The current movement isn’t the first to target scientists whose actions
were judged unconscionable by subsequent generations. After the fall of
Nazi Germany, apartheid in South Africa, and various communist nations, the
names of scientists who supported oppressive policies were stripped from
institutions and awards. And even before the recent demonstrations against
systemic racism in the United States, many scientists had lobbied
universities and science groups to stop honoring prominent researchers who
had bigoted views. In 2018, for instance, years of activism prompted the
University of Michigan (UM), Ann Arbor, to remove the name of Clarence Cook
Little, an influential 20th century geneticist who supported eugenics, from
a science building and a transit hub.

Universities concerned about creating diverse and empowering atmospheres
are wise to reconsider whose names adorn their buildings, says UM historian
Alexandra Minna Stern, who has chronicled the evolution of eugenics in the
United States.
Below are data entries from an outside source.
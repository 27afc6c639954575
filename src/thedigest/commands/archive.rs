//! Archive listing: the unfiltered, paginated view and single-issue lookup.
//!
//! The loaded catalog is only the newest slice of everything ever published, so the
//! footer counts against the advertised total when that is larger.

use crate::catalog::Catalog;
use crate::commands::{CmdMessage, CmdResult};
use crate::error::{DigestError, Result};
use serde::Serialize;
use tracing::debug;

#[derive(Debug, Clone, PartialEq, Eq, Serialize)]
pub struct ArchivePage {
    /// 1-based.
    pub number: usize,
    pub size: usize,
    /// 1-based position of the first shown issue; 0 when nothing is shown.
    pub first: usize,
    /// 1-based position of the last shown issue; 0 when nothing is shown.
    pub last: usize,
    pub total: usize,
    pub has_more: bool,
}

impl ArchivePage {
    /// "Showing latest 6 of 52 issues"
    pub fn summary(&self) -> String {
        if self.last == 0 {
            format!("No issues on page {} of the archive", self.number)
        } else if self.number == 1 {
            format!("Showing latest {} of {} issues", self.last, self.total)
        } else {
            format!(
                "Showing issues {}-{} of {}",
                self.first, self.last, self.total
            )
        }
    }
}

pub fn run(
    catalog: &Catalog,
    page: usize,
    page_size: usize,
    advertised_total: usize,
) -> Result<CmdResult> {
    if page == 0 {
        return Err(DigestError::Api("Archive pages start at 1".to_string()));
    }
    if page_size == 0 {
        return Err(DigestError::Config(
            "archive_page_size must be greater than zero".to_string(),
        ));
    }

    let issues = catalog.issues();
    let start = (page - 1).saturating_mul(page_size).min(issues.len());
    let end = start.saturating_add(page_size).min(issues.len());
    let listed = issues[start..end].to_vec();

    let info = ArchivePage {
        number: page,
        size: page_size,
        first: if listed.is_empty() { 0 } else { start + 1 },
        last: if listed.is_empty() { 0 } else { end },
        total: advertised_total.max(issues.len()),
        has_more: end < issues.len(),
    };
    debug!(page, shown = listed.len(), has_more = info.has_more, "archive page");

    let mut result = CmdResult::default();
    if listed.is_empty() {
        result.add_message(CmdMessage::info(format!(
            "Page {} is past the end of the archive",
            page
        )));
    }
    Ok(result.with_listed_issues(listed).with_page(info))
}

/// Resolves `/archive/{id}`.
pub fn view(catalog: &Catalog, id: u32) -> Result<CmdResult> {
    let issue = catalog
        .get(id)
        .cloned()
        .ok_or(DigestError::IssueNotFound(id))?;
    Ok(CmdResult::default().with_issue(issue))
}

#[cfg(test)]
mod tests {
    use super::*;

    fn ids(result: &CmdResult) -> Vec<u32> {
        result.listed_issues.iter().map(|i| i.id).collect()
    }

    #[test]
    fn first_page_shows_latest_issues() {
        let catalog = Catalog::builtin().unwrap();
        let result = run(&catalog, 1, 6, 52).unwrap();

        assert_eq!(ids(&result), vec![52, 51, 50, 49, 48, 47]);
        let page = result.page.unwrap();
        assert!(!page.has_more);
        assert_eq!(page.summary(), "Showing latest 6 of 52 issues");
    }

    #[test]
    fn smaller_pages_walk_the_catalog_in_order() {
        let catalog = Catalog::builtin().unwrap();

        let first = run(&catalog, 1, 4, 52).unwrap();
        assert_eq!(ids(&first), vec![52, 51, 50, 49]);
        assert!(first.page.as_ref().unwrap().has_more);

        let second = run(&catalog, 2, 4, 52).unwrap();
        assert_eq!(ids(&second), vec![48, 47]);
        let page = second.page.unwrap();
        assert!(!page.has_more);
        assert_eq!(page.summary(), "Showing issues 5-6 of 52");
    }

    #[test]
    fn page_past_the_end_is_empty_not_an_error() {
        let catalog = Catalog::builtin().unwrap();
        let result = run(&catalog, 9, 6, 52).unwrap();

        assert!(result.listed_issues.is_empty());
        assert_eq!(result.messages.len(), 1);
        assert_eq!(result.page.unwrap().first, 0);
    }

    #[test]
    fn total_never_undercounts_the_loaded_catalog() {
        let catalog = Catalog::builtin().unwrap();
        let result = run(&catalog, 1, 6, 3).unwrap();
        assert_eq!(result.page.unwrap().total, 6);
    }

    #[test]
    fn page_zero_is_rejected() {
        let catalog = Catalog::builtin().unwrap();
        assert!(matches!(run(&catalog, 0, 6, 52), Err(DigestError::Api(_))));
        assert!(matches!(run(&catalog, 1, 0, 52), Err(DigestError::Config(_))));
    }

    #[test]
    fn view_resolves_issue_or_reports_missing() {
        let catalog = Catalog::builtin().unwrap();
        let found = view(&catalog, 49).unwrap();
        assert_eq!(
            found.issue.unwrap().title,
            "The Data-Driven Decision Making Revolution"
        );

        assert!(matches!(
            view(&catalog, 3),
            Err(DigestError::IssueNotFound(3))
        ));
    }
}
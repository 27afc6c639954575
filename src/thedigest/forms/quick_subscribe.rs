//! The single-field signup on the home page.

use crate::error::{Result, ValidationError};
use crate::forms::reject;
use crate::model::Severity;
use crate::notify::Notify;
use tracing::info;

#[derive(Debug, Clone, Default, PartialEq, Eq)]
pub struct QuickSubscribeForm {
    pub email: String,
}

impl QuickSubscribeForm {
    pub fn with_email(self, email: impl Into<String>) -> Self {
        Self {
            email: email.into(),
        }
    }

    pub fn submit(&mut self, notifier: &dyn Notify) -> Result<String> {
        if self.email.is_empty() {
            return Err(reject(
                notifier,
                ValidationError::MissingRequiredField { field: "email" },
                "Email required",
                "Please enter your email address to subscribe.",
            ));
        }

        notifier.notify(
            "Success!",
            "Thank you for subscribing! We'll be in touch soon.",
            Severity::Normal,
        );
        info!("quick subscription accepted");
        Ok(std::mem::take(&mut self.email))
    }
}

#[cfg(test)]
mod tests {
    use super::*;
    use crate::error::DigestError;
    use crate::forms::testing::RecordingNotifier;

    #[test]
    fn empty_email_is_rejected() {
        let notifier = RecordingNotifier::default();
        let mut form = QuickSubscribeForm::default();

        let err = form.submit(&notifier).unwrap_err();

        assert!(matches!(
            err,
            DigestError::Validation(ValidationError::MissingRequiredField { field: "email" })
        ));
        assert_eq!(notifier.severities(), vec![Severity::Destructive]);
    }

    #[test]
    fn accepted_email_is_returned_and_cleared() {
        let notifier = RecordingNotifier::default();
        let mut form = QuickSubscribeForm::default().with_email("reader@example.com");

        assert_eq!(form.submit(&notifier).unwrap(), "reader@example.com");
        assert!(form.email.is_empty());
        assert_eq!(notifier.titles(), vec!["Success!"]);
    }
}
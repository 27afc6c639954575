use crate::error::{Result, ValidationError};
use crate::forms::reject;
use crate::model::Severity;
use crate::notify::Notify;
use tracing::info;

/// Topics a subscriber can pick, in form order.
pub const INTERESTS: &[&str] = &[
    "Technology & Innovation",
    "Business Strategy",
    "Leadership & Management",
    "Marketing & Growth",
    "Data & Analytics",
    "Remote Work & Productivity",
];

#[derive(Debug, Clone, PartialEq, Eq)]
pub struct SubscribeForm {
    pub email: String,
    pub first_name: String,
    /// Checked topics, in the order they were checked.
    pub interests: Vec<String>,
    pub terms_agreed: bool,
    pub allow_marketing: bool,
}

impl Default for SubscribeForm {
    fn default() -> Self {
        Self {
            email: String::new(),
            first_name: String::new(),
            interests: Vec::new(),
            terms_agreed: false,
            allow_marketing: true,
        }
    }
}

#[derive(Debug, Clone, PartialEq, Eq)]
pub enum SubscribeEvent {
    Email(String),
    FirstName(String),
    Interest { name: String, checked: bool },
    TermsAgreed(bool),
    AllowMarketing(bool),
}

impl SubscribeForm {
    pub fn apply(self, event: SubscribeEvent) -> Self {
        match event {
            SubscribeEvent::Email(email) => Self { email, ..self },
            SubscribeEvent::FirstName(first_name) => Self { first_name, ..self },
            SubscribeEvent::Interest { name, checked } => {
                let mut interests = self.interests;
                if checked {
                    if !interests.contains(&name) {
                        interests.push(name);
                    }
                } else {
                    interests.retain(|i| *i != name);
                }
                Self { interests, ..self }
            }
            SubscribeEvent::TermsAgreed(terms_agreed) => Self {
                terms_agreed,
                ..self
            },
            SubscribeEvent::AllowMarketing(allow_marketing) => Self {
                allow_marketing,
                ..self
            },
        }
    }

    /// Accepts the signup when terms are agreed, returning the submitted values.
    pub fn submit(&mut self, notifier: &dyn Notify) -> Result<SubscribeForm> {
        if !self.terms_agreed {
            return Err(reject(
                notifier,
                ValidationError::TermsNotAccepted,
                "Please agree to terms",
                "You must agree to our terms and privacy policy to subscribe.",
            ));
        }

        notifier.notify(
            "Welcome to The Digest!",
            "Thank you for subscribing. Check your email for confirmation.",
            Severity::Normal,
        );
        let submitted = std::mem::take(self);
        info!(interests = submitted.interests.len(), "subscription accepted");
        Ok(submitted)
    }
}

#[cfg(test)]
mod tests {
    use super::*;
    use crate::error::DigestError;
    use crate::forms::testing::RecordingNotifier;

    fn filled() -> SubscribeForm {
        SubscribeForm::default()
            .apply(SubscribeEvent::Email("alex@company.com".into()))
            .apply(SubscribeEvent::FirstName("Alex".into()))
            .apply(SubscribeEvent::Interest {
                name: INTERESTS[1].into(),
                checked: true,
            })
    }

    #[test]
    fn defaults_allow_marketing_without_terms() {
        let form = SubscribeForm::default();
        assert!(form.allow_marketing);
        assert!(!form.terms_agreed);
        assert!(form.email.is_empty());
    }

    #[test]
    fn field_events_leave_siblings_untouched() {
        let form = filled().apply(SubscribeEvent::AllowMarketing(false));
        assert_eq!(form.email, "alex@company.com");
        assert_eq!(form.first_name, "Alex");
        assert_eq!(form.interests, vec![INTERESTS[1].to_string()]);
        assert!(!form.allow_marketing);
    }

    #[test]
    fn interests_toggle_without_duplicates() {
        let name = INTERESTS[0].to_string();
        let form = SubscribeForm::default()
            .apply(SubscribeEvent::Interest {
                name: name.clone(),
                checked: true,
            })
            .apply(SubscribeEvent::Interest {
                name: name.clone(),
                checked: true,
            });
        assert_eq!(form.interests, vec![name.clone()]);

        let form = form.apply(SubscribeEvent::Interest {
            name,
            checked: false,
        });
        assert!(form.interests.is_empty());
    }

    #[test]
    fn submit_without_terms_is_rejected_and_keeps_fields() {
        let notifier = RecordingNotifier::default();
        let mut form = filled();
        let before = form.clone();

        let err = form.submit(&notifier).unwrap_err();

        assert!(matches!(
            err,
            DigestError::Validation(ValidationError::TermsNotAccepted)
        ));
        assert_eq!(form, before);
        assert_eq!(notifier.titles(), vec!["Please agree to terms"]);
        assert_eq!(notifier.severities(), vec![Severity::Destructive]);
    }

    #[test]
    fn submit_with_terms_notifies_and_resets() {
        let notifier = RecordingNotifier::default();
        let mut form = filled().apply(SubscribeEvent::TermsAgreed(true));

        let submitted = form.submit(&notifier).unwrap();

        assert_eq!(submitted.email, "alex@company.com");
        assert!(submitted.terms_agreed);
        assert_eq!(form, SubscribeForm::default());
        assert_eq!(notifier.titles(), vec!["Welcome to The Digest!"]);
        assert_eq!(notifier.severities(), vec![Severity::Normal]);
    }
}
The names, she says, “make visible the values and priorities
and beliefs of an institution.”

This week, the University of Maine, Orono, followed UM’s lead, announcing
<https://umaine.edu/president/2020/06/29/community-message-june-29/> on 29
June it would strip Little’s name from a building. “Little made an enduring
positive contribution to science,” a university task force wrote
<https://umaine.edu/wp-content/uploads/sites/2/2020/06/little-hall-task-force-report.pdf>.
However, it added, “Major areas of his professional life violate the ideals
that are central to the educational mission of the University of Maine and
its commitment to the public good.” Drivers of the decision included Little’s
high-profile support of eugenics and his work for the U.S. tobacco industry
to dispute evidence linking smoking to cancer.